## Problem statement
Your response should be the listing below, repeated exactly and in full.

## Extracted records
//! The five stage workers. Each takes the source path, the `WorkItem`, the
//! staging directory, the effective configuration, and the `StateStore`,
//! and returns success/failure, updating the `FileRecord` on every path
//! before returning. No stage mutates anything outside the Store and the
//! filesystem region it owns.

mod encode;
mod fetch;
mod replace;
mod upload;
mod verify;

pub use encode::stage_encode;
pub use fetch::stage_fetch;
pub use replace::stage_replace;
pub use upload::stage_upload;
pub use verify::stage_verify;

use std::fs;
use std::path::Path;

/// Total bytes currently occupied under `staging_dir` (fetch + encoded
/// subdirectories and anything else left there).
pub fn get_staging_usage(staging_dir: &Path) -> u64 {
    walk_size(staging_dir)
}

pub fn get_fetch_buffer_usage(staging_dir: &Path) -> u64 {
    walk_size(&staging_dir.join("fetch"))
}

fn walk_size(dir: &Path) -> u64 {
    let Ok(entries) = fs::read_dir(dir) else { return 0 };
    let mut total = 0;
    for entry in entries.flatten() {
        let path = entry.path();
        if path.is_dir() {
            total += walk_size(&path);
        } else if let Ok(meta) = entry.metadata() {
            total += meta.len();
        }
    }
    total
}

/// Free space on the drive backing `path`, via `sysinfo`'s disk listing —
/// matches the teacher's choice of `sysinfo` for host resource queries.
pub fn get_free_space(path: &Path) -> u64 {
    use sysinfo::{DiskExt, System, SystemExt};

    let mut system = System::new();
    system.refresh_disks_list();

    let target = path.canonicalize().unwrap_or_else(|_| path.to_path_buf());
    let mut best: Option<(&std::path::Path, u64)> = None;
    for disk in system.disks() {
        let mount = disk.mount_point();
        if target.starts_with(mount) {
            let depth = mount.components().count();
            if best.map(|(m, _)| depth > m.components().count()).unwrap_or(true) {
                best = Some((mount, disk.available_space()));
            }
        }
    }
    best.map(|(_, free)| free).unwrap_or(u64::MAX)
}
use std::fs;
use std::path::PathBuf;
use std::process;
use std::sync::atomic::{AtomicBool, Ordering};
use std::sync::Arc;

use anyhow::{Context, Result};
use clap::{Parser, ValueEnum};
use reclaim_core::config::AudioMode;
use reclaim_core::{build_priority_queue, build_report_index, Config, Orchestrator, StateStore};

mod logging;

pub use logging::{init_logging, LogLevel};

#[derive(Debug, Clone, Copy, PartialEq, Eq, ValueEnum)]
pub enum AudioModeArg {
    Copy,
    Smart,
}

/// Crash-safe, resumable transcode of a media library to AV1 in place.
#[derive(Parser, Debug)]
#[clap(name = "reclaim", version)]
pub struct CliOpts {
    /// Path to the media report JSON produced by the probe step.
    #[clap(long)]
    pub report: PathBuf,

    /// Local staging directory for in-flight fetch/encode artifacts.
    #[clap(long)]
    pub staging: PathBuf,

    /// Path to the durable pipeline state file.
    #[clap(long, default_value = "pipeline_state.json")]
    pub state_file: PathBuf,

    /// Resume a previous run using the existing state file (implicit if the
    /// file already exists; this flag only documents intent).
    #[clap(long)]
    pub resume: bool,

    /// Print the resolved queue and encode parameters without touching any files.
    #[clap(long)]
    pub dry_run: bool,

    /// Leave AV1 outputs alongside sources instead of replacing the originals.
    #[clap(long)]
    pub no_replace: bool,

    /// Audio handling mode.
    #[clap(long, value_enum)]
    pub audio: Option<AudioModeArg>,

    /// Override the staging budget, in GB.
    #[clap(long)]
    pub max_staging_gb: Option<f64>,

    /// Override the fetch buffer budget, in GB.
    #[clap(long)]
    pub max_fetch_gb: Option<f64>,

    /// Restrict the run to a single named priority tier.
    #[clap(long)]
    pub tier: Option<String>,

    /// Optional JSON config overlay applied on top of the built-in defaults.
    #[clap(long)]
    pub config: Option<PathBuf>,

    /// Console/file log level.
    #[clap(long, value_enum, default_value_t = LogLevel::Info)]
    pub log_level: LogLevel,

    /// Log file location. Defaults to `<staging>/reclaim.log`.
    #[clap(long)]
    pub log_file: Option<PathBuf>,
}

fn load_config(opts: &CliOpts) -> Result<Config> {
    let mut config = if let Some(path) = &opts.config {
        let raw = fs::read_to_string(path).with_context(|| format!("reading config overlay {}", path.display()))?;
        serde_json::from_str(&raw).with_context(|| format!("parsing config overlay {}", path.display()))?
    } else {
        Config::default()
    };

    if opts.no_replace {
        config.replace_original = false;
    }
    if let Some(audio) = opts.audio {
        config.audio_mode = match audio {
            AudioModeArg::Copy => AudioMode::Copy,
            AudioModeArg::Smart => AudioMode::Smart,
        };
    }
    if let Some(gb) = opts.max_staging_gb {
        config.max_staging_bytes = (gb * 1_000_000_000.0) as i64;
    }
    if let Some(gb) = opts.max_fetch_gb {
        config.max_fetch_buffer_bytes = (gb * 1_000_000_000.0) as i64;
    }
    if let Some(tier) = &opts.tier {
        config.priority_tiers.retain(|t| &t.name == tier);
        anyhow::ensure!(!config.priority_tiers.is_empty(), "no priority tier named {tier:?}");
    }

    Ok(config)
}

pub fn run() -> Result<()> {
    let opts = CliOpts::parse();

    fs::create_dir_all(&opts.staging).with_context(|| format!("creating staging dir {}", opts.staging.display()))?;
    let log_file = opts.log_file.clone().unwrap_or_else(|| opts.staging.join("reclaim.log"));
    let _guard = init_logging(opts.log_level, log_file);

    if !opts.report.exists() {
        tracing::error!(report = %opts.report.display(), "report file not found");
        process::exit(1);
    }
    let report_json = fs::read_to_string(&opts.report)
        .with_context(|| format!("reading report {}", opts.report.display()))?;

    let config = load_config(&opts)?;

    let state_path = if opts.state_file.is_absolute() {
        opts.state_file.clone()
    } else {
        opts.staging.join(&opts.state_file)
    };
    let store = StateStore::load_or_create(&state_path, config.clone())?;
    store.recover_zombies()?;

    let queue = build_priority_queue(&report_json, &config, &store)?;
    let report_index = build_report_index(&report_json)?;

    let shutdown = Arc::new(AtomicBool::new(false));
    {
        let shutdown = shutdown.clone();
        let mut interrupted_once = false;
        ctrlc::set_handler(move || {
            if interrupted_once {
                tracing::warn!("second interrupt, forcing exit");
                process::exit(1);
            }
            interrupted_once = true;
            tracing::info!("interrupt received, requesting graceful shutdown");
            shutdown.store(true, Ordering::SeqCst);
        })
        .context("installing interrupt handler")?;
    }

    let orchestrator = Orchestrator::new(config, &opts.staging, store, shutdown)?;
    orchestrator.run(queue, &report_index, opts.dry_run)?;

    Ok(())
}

## Answer box
//! The five stage workers. Each takes the source path, the `WorkItem`, the
//! staging directory, the effective configuration, and the `StateStore`,
//! and returns success/failure, updating the `FileRecord` on every path
//! before returning. No stage mutates anything outside the Store and the
//! filesystem region it owns.

mod encode;
mod fetch;
mod replace;
mod upload;
mod verify;

pub use encode::stage_encode;
pub use fetch::stage_fetch;
pub use replace::stage_replace;
pub use upload::stage_upload;
pub use verify::stage_verify;

use std::fs;
use std::path::Path;

/// Total bytes currently occupied under `staging_dir` (fetch + encoded
/// subdirectories and anything else left there).
pub fn get_staging_usage(staging_dir: &Path) -> u64 {
    walk_size(staging_dir)
}

pub fn get_fetch_buffer_usage(staging_dir: &Path) -> u64 {
    walk_size(&staging_dir.join("fetch"))
}

fn walk_size(dir: &Path) -> u64 {
    let Ok(entries) = fs::read_dir(dir) else { return 0 };
    let mut total = 0;
    for entry in entries.flatten() {
        let path = entry.path();
        if path.is_dir() {
            total += walk_size(&path);
        } else if let Ok(meta) = entry.metadata() {
            total += meta.len();
        }
    }
    total
}

/// Free space on the drive backing `path`, via `sysinfo`'s disk listing —
/// matches the teacher's choice of `sysinfo` for host resource queries.
pub fn get_free_space(path: &Path) -> u64 {
    use sysinfo::{DiskExt, System, SystemExt};

    let mut system = System::new();
    system.refresh_disks_list();

    let target = path.canonicalize().unwrap_or_else(|_| path.to_path_buf());
    let mut best: Option<(&std::path::Path, u64)> = None;
    for disk in system.disks() {
        let mount = disk.mount_point();
        if target.starts_with(mount) {
            let depth = mount.components().count();
            if best.map(|(m, _)| depth > m.components().count()).unwrap_or(true) {
                best = Some((mount, disk.available_space()));
            }
        }
    }
    best.map(|(_, free)| free).unwrap_or(u64::MAX)
}
use std::fs;
use std::path::PathBuf;
use std::process;
use std::sync::atomic::{AtomicBool, Ordering};
use std::sync::Arc;

use anyhow::{Context, Result};
use clap::{Parser, ValueEnum};
use reclaim_core::config::AudioMode;
use reclaim_core::{build_priority_queue, build_report_index, Config, Orchestrator, StateStore};

mod logging;

pub use logging::{init_logging, LogLevel};

#[derive(Debug, Clone, Copy, PartialEq, Eq, ValueEnum)]
pub enum AudioModeArg {
    Copy,
    Smart,
}

/// Crash-safe, resumable transcode of a media library to AV1 in place.
#[derive(Parser, Debug)]
#[clap(name = "reclaim", version)]
pub struct CliOpts {
    /// Path to the media report JSON produced by the probe step.
    #[clap(long)]
    pub report: PathBuf,

    /// Local staging directory for in-flight fetch/encode artifacts.
    #[clap(long)]
    pub staging: PathBuf,

    /// Path to the durable pipeline state file.
    #[clap(long, default_value = "pipeline_state.json")]
    pub state_file: PathBuf,

    /// Resume a previous run using the existing state file (implicit if the
    /// file already exists; this flag only documents intent).
    #[clap(long)]
    pub resume: bool,

    /// Print the resolved queue and encode parameters without touching any files.
    #[clap(long)]
    pub dry_run: bool,

    /// Leave AV1 outputs alongside sources instead of replacing the originals.
    #[clap(long)]
    pub no_replace: bool,

    /// Audio handling mode.
    #[clap(long, value_enum)]
    pub audio: Option<AudioModeArg>,

    /// Override the staging budget, in GB.
    #[clap(long)]
    pub max_staging_gb: Option<f64>,

    /// Override the fetch buffer budget, in GB.
    #[clap(long)]
    pub max_fetch_gb: Option<f64>,

    /// Restrict the run to a single named priority tier.
    #[clap(long)]
    pub tier: Option<String>,

    /// Optional JSON config overlay applied on top of the built-in defaults.
    #[clap(long)]
    pub config: Option<PathBuf>,

    /// Console/file log level.
    #[clap(long, value_enum, default_value_t = LogLevel::Info)]
    pub log_level: LogLevel,

    /// Log file location. Defaults to `<staging>/reclaim.log`.
    #[clap(long)]
    pub log_file: Option<PathBuf>,
}

fn load_config(opts: &CliOpts) -> Result<Config> {
    let mut config = if let Some(path) = &opts.config {
        let raw = fs::read_to_string(path).with_context(|| format!("reading config overlay {}", path.display()))?;
        serde_json::from_str(&raw).with_context(|| format!("parsing config overlay {}", path.display()))?
    } else {
        Config::default()
    };

    if opts.no_replace {
        config.replace_original = false;
    }
    if let Some(audio) = opts.audio {
        config.audio_mode = match audio {
            AudioModeArg::Copy => AudioMode::Copy,
            AudioModeArg::Smart => AudioMode::Smart,
        };
    }
    if let Some(gb) = opts.max_staging_gb {
        config.max_staging_bytes = (gb * 1_000_000_000.0) as i64;
    }
    if let Some(gb) = opts.max_fetch_gb {
        config.max_fetch_buffer_bytes = (gb * 1_000_000_000.0) as i64;
    }
    if let Some(tier) = &opts.tier {
        config.priority_tiers.retain(|t| &t.name == tier);
        anyhow::ensure!(!config.priority_tiers.is_empty(), "no priority tier named {tier:?}");
    }

    Ok(config)
}

pub fn run() -> Result<()> {
    let opts = CliOpts::parse();

    fs::create_dir_all(&opts.staging).with_context(|| format!("creating staging dir {}", opts.staging.display()))?;
    let log_file = opts.log_file.clone().unwrap_or_else(|| opts.staging.join("reclaim.log"));
    let _guard = init_logging(opts.log_level, log_file);

    if !opts.report.exists() {
        tracing::error!(report = %opts.report.display(), "report file not found");
        process::exit(1);
    }
    let report_json = fs::read_to_string(&opts.report)
        .with_context(|| format!("reading report {}", opts.report.display()))?;

    let config = load_config(&opts)?;

    let state_path = if opts.state_file.is_absolute() {
        opts.state_file.clone()
    } else {
        opts.staging.join(&opts.state_file)
    };
    let store = StateStore::load_or_create(&state_path, config.clone())?;
    store.recover_zombies()?;

    let queue = build_priority_queue(&report_json, &config, &store)?;
    let report_index = build_report_index(&report_json)?;

    let shutdown = Arc::new(AtomicBool::new(false));
    {
        let shutdown = shutdown.clone();
        let mut interrupted_once = false;
        ctrlc::set_handler(move || {
            if interrupted_once {
                tracing::warn!("second interrupt, forcing exit");
                process::exit(1);
            }
            interrupted_once = true;
            tracing::info!("interrupt received, requesting graceful shutdown");
            shutdown.store(true, Ordering::SeqCst);
        })
        .context("installing interrupt handler")?;
    }

    let orchestrator = Orchestrator::new(config, &opts.staging, store, shutdown)?;
    orchestrator.run(queue, &report_index, opts.dry_run)?;

    Ok(())
}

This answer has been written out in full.